Across the data below, how many lines hold "image"? Answer with that number and nothing else.

### Stored records
━━━━━━━━━━

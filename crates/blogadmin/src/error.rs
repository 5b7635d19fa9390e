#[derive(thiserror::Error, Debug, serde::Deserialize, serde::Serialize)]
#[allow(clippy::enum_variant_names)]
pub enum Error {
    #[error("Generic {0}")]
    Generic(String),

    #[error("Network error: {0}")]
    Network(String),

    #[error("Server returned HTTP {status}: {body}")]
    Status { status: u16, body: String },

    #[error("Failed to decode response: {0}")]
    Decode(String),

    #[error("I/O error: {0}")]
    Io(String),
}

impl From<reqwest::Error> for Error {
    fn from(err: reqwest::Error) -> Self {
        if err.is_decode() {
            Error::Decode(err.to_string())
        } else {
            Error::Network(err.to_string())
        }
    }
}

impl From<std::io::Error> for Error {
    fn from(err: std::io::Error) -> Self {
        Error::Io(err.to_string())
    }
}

━━━━━━━━━━

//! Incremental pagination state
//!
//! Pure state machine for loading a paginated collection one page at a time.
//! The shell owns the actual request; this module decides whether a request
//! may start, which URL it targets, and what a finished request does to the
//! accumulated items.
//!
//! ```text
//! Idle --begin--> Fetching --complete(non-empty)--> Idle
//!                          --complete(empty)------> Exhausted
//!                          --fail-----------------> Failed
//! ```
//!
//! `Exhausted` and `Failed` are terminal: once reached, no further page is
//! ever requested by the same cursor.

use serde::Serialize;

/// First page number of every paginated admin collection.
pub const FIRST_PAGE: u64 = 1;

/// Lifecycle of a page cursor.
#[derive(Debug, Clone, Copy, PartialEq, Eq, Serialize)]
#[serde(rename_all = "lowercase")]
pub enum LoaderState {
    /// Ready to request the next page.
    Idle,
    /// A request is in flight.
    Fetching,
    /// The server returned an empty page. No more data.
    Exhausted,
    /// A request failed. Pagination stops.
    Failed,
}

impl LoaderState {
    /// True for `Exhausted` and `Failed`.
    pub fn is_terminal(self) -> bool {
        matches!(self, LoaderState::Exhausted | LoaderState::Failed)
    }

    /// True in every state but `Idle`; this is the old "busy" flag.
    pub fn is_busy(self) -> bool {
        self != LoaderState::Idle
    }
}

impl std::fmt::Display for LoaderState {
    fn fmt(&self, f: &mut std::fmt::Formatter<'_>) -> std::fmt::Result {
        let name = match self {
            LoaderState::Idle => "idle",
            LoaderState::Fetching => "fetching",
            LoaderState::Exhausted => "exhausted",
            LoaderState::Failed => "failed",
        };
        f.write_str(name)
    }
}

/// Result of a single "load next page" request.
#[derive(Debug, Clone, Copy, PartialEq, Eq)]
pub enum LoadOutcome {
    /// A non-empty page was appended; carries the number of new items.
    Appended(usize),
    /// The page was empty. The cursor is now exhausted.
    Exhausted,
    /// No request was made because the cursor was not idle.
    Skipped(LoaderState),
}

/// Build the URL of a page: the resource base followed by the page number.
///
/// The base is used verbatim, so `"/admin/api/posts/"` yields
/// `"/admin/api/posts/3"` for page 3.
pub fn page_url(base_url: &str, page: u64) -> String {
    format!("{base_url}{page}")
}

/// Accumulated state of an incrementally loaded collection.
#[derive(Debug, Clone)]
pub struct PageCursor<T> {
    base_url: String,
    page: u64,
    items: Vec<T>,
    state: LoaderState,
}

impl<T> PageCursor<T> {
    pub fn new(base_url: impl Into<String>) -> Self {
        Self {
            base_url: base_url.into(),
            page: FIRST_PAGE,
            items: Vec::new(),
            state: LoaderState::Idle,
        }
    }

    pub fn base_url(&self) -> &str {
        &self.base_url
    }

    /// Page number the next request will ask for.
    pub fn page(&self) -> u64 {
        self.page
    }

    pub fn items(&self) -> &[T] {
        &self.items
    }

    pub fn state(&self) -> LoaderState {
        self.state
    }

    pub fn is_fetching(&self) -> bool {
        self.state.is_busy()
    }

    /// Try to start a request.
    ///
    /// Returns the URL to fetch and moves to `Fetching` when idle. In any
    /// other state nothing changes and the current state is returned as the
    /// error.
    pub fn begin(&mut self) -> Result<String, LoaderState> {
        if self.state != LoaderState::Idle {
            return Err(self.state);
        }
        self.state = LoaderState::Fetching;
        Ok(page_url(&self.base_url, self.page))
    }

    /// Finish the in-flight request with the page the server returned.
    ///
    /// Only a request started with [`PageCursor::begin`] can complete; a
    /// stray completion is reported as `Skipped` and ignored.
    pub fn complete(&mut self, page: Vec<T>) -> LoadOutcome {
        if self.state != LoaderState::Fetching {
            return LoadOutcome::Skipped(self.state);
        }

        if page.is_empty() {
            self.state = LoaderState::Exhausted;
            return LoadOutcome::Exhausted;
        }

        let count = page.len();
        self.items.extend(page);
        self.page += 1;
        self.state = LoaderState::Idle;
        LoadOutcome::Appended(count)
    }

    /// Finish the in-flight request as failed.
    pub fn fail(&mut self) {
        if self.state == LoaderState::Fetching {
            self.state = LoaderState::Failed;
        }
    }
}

━━━━━━━━━━

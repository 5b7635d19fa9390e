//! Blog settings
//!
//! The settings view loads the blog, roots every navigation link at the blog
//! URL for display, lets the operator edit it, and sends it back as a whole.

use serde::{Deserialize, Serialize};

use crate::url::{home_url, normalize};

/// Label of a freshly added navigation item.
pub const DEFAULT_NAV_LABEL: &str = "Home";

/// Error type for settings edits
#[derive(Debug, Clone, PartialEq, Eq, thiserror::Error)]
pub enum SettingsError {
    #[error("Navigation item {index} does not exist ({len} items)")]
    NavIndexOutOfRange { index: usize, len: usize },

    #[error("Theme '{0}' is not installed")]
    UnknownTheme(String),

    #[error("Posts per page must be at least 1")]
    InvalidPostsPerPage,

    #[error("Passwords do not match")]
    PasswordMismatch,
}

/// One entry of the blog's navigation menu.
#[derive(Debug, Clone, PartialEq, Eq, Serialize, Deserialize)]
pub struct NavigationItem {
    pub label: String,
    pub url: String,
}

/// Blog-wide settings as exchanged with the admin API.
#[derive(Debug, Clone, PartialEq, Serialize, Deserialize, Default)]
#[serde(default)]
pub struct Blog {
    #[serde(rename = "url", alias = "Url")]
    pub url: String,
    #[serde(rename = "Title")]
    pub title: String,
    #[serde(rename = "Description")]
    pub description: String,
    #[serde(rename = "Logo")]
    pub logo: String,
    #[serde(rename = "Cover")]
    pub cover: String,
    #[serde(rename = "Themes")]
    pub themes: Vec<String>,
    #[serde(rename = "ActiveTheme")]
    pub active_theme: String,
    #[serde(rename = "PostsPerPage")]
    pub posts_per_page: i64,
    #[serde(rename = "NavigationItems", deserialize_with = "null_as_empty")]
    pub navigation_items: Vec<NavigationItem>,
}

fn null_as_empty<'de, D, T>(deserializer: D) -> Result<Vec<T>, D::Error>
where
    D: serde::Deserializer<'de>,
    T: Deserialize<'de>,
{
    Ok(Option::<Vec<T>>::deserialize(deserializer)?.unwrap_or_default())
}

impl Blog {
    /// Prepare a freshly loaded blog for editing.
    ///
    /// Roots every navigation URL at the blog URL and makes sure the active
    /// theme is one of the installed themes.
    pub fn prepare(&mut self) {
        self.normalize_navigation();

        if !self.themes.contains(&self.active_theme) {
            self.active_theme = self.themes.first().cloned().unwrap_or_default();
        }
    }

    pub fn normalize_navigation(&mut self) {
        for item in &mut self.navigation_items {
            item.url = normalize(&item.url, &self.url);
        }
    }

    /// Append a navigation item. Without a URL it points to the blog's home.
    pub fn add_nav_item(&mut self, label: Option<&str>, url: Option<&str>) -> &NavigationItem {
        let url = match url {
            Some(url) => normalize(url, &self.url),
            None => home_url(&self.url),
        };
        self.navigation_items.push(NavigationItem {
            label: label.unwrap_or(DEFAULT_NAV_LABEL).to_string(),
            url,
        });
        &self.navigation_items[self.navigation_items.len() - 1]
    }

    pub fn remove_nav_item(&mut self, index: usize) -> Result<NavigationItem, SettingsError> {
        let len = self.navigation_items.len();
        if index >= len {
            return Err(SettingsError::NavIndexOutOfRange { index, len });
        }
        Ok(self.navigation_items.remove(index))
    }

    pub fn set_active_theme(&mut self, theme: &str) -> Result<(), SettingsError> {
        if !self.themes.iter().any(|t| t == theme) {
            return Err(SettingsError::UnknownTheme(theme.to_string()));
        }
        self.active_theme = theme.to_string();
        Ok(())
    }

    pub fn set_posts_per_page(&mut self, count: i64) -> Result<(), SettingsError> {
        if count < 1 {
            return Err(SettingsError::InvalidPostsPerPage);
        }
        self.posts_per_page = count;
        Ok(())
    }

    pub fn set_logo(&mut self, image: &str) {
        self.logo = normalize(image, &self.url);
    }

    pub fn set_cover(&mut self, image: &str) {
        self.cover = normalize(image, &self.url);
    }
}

━━━━━━━━━━

### YOUR RESPONSE
4